November 27, 1775
Arrangement of parts is both smell & color: thus a sweet, & lovely flower when bruized both stinks & looks ugly. We may add that arrangement of parts is also flavor: since muddled liquors & frozen meats immediately lose it.
November 26, 1773
A profusion of turneps probably all the kingdom over: on which account lean sheep are very dear. Hops at present lie on hand: were carried to Weyhill, then to Andover: & now are bringing home again. Snow gone except under hedges. Birds do not seem to touch the berries of the tamus cummunis ‘tho they look very red, & inviting: the berries also of the bryonia alba seem not to be meddled with. Perhaps they are too acrid. There is a fine crop of clover of last spring: the frequent showers of last summer occasioned also a vast growth of grass.
November 24, 1773
Finished the levelling, & turfing of garden.
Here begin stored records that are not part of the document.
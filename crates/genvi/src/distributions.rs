//! Primitive distributions.
//!
//! Each variant exposes exact sampling and an exact log density over a single
//! value, and acts as a generative function whose choice map is one leaf at
//! the root address.

use std::f64::consts::PI;

use rand::distributions::Distribution as _;
use rand::Rng;

use crate::core::address::Address;
use crate::core::choice_map::ChoiceMap;
use crate::core::gfi::{GenerativeFunction, Trace};
use crate::core::value::Value;
use crate::scalar::Scalar;
use crate::error::GFIError;
use crate::key::PrngKey;

#[derive(Debug, Clone, Copy, PartialEq, Eq)]
pub enum Distribution {
    /// `normal(mu, sigma)` sampled ancestrally; the sample carries no gradient.
    Normal,
    /// `normal(mu, sigma)` sampled as `mu + sigma * eps`, `eps ~ N(0, 1)`.
    NormalReparam,
    /// `uniform()` on the unit interval or `uniform(low, high)`, sampled as
    /// `low + (high - low) * u`.
    Uniform,
    /// `bernoulli(p)` over booleans.
    Bernoulli,
}

pub fn normal() -> Distribution {
    Distribution::Normal
}

pub fn normal_reparam() -> Distribution {
    Distribution::NormalReparam
}

pub fn uniform() -> Distribution {
    Distribution::Uniform
}

pub fn bernoulli() -> Distribution {
    Distribution::Bernoulli
}

fn real_args<const N: usize>(
    name: &'static str,
    args: &[Value],
) -> Result<[Scalar; N], GFIError> {
    if args.len() != N {
        return Err(GFIError::Arity {
            callee: name.to_string(),
            expected: N,
            got: args.len(),
        });
    }
    let reals = args
        .iter()
        .map(|a| a.to_real())
        .collect::<Result<Vec<_>, _>>()?;
    reals.try_into().map_err(|_| GFIError::Arity {
        callee: name.to_string(),
        expected: N,
        got: args.len(),
    })
}

fn unsupported(distribution: &'static str, reason: String) -> GFIError {
    GFIError::InvalidSupport {
        distribution,
        reason,
    }
}

impl Distribution {
    pub fn label(&self) -> &'static str {
        match self {
            Distribution::Normal => "normal",
            Distribution::NormalReparam => "normal_reparam",
            Distribution::Uniform => "uniform",
            Distribution::Bernoulli => "bernoulli",
        }
    }

    pub fn reparameterized(&self) -> bool {
        matches!(self, Distribution::NormalReparam | Distribution::Uniform)
    }

    fn normal_params(&self, args: &[Value]) -> Result<(Scalar, Scalar), GFIError> {
        let [mu, sigma] = real_args::<2>(self.label(), args)?;
        if !(sigma.value() > 0.0 && sigma.value().is_finite()) || !mu.value().is_finite() {
            return Err(unsupported(
                self.label(),
                format!("mu = {}, sigma = {}", mu, sigma),
            ));
        }
        Ok((mu, sigma))
    }

    fn uniform_params(&self, args: &[Value]) -> Result<(Scalar, Scalar), GFIError> {
        let (low, high) = if args.is_empty() {
            (Scalar::constant(0.0), Scalar::constant(1.0))
        } else {
            let [low, high] = real_args::<2>(self.label(), args)?;
            (low, high)
        };
        if !(high.value() > low.value()) {
            return Err(unsupported(
                self.label(),
                format!("empty interval [{}, {}]", low, high),
            ));
        }
        Ok((low, high))
    }

    fn bernoulli_param(&self, args: &[Value]) -> Result<Scalar, GFIError> {
        let [p] = real_args::<1>(self.label(), args)?;
        if !(0.0..=1.0).contains(&p.value()) {
            return Err(unsupported(self.label(), format!("p = {}", p)));
        }
        Ok(p)
    }

    /// Draw one value.
    pub fn sample(&self, key: PrngKey, args: &[Value]) -> Result<Value, GFIError> {
        let mut rng = key.rng();
        match self {
            Distribution::Normal => {
                let (mu, sigma) = self.normal_params(args)?;
                let d = statrs::distribution::Normal::new(mu.value(), sigma.value())
                    .map_err(|e| unsupported(self.label(), e.to_string()))?;
                Ok(Value::from(d.sample(&mut rng)))
            }
            Distribution::NormalReparam => {
                let (mu, sigma) = self.normal_params(args)?;
                let noise = statrs::distribution::Normal::new(0.0, 1.0)
                    .map_err(|e| unsupported(self.label(), e.to_string()))?;
                let eps: f64 = noise.sample(&mut rng);
                Ok(Value::Real((mu + (sigma * eps)?)?))
            }
            Distribution::Uniform => {
                let (low, high) = self.uniform_params(args)?;
                let u: f64 = rng.gen();
                Ok(Value::Real((&low + &((high - &low)? * u)?)?))
            }
            Distribution::Bernoulli => {
                let p = self.bernoulli_param(args)?;
                let d = statrs::distribution::Bernoulli::new(p.value())
                    .map_err(|e| unsupported(self.label(), e.to_string()))?;
                let b: bool = d.sample(&mut rng);
                Ok(Value::Bool(b))
            }
        }
    }

    /// Exact log density of `value`.
    ///
    /// # Errors
    ///
    /// `InvalidSupport` for invalid parameters or a value outside the support,
    /// so that a NaN density is never returned.
    pub fn log_density(&self, value: &Value, args: &[Value]) -> Result<Scalar, GFIError> {
        match self {
            Distribution::Normal | Distribution::NormalReparam => {
                let (mu, sigma) = self.normal_params(args)?;
                let x = value.to_real()?;
                if !x.value().is_finite() {
                    return Err(unsupported(self.label(), format!("value {}", x)));
                }
                let z = ((x - mu)? / &sigma)?;
                let log_norm = (sigma.ln()? + 0.5 * (2.0 * PI).ln())?;
                (z.square()? * -0.5)? - log_norm
            }
            Distribution::Uniform => {
                let (low, high) = self.uniform_params(args)?;
                let x = value.to_real()?;
                if !(low.value()..=high.value()).contains(&x.value()) {
                    return Err(unsupported(
                        self.label(),
                        format!("value {} outside [{}, {}]", x, low, high),
                    ));
                }
                let log_width: Scalar = (high - low)?.ln()?;
                -log_width
            }
            Distribution::Bernoulli => {
                let p = self.bernoulli_param(args)?;
                if value.as_bool()? {
                    p.ln()
                } else {
                    (1.0 - p)?.ln()
                }
            }
        }
    }

    fn leaf_trace(&self, args: &[Value], value: Value, score: Scalar) -> Trace {
        Trace::new(
            (*self).into(),
            args.to_vec(),
            ChoiceMap::leaf(value.clone()),
            value,
            score,
        )
    }
}

impl GenerativeFunction for Distribution {
    fn name(&self) -> String {
        self.label().to_string()
    }

    fn simulate(&self, key: PrngKey, args: &[Value]) -> Result<Trace, GFIError> {
        let value = self.sample(key, args)?;
        let score = self.log_density(&value, args)?;
        Ok(self.leaf_trace(args, value, score))
    }

    fn generate(
        &self,
        key: PrngKey,
        args: &[Value],
        constraints: &ChoiceMap,
    ) -> Result<(Trace, Scalar), GFIError> {
        match constraints.root_value() {
            Some(value) => {
                let score = self.log_density(value, args)?;
                Ok((self.leaf_trace(args, value.clone(), score.clone()), score))
            }
            None => Ok((self.simulate(key, args)?, Scalar::constant(0.0))),
        }
    }

    fn assess(
        &self,
        _key: PrngKey,
        args: &[Value],
        choices: &ChoiceMap,
    ) -> Result<(Scalar, Value), GFIError> {
        let value = choices
            .root_value()
            .ok_or_else(|| GFIError::IncompleteChoiceMap {
                address: Address::root(),
            })?;
        Ok((self.log_density(value, args)?, value.clone()))
    }

    fn update(
        &self,
        _key: PrngKey,
        trace: &Trace,
        args: &[Value],
        constraints: &ChoiceMap,
    ) -> Result<(Trace, Scalar, ChoiceMap), GFIError> {
        let (value, discard) = match constraints.root_value() {
            Some(new_value) => (
                new_value.clone(),
                ChoiceMap::leaf(trace.get_retval().clone()),
            ),
            None => (trace.get_retval().clone(), ChoiceMap::new()),
        };
        let score = self.log_density(&value, args)?;
        let weight = (&score - trace.score())?;
        Ok((self.leaf_trace(args, value, score), weight, discard))
    }

    fn is_reparameterized(&self) -> bool {
        self.reparameterized()
    }
}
The alteration has a good effect. The weather & rains considered, the turf lies pretty well.
November 23, 1773
While my people move earth in the garden the redbreasts in pursuit of worms are very tame, & familiar, settling on the very wheel-barrows, while filling.
November 19, 1773
Ring-ouzels still remain. Gathered in the last grapes: ye crop was very large, & the grapes delicate. And yet the vine-shoots were much pinched at their tops by frost the first week in May; & more-over Septemr was a season of continual clouds & rain. Ring-ouzels, & stone-curlews stay late with us this year.
November 18, 1773
Stone Curlews appear still on Temple farm.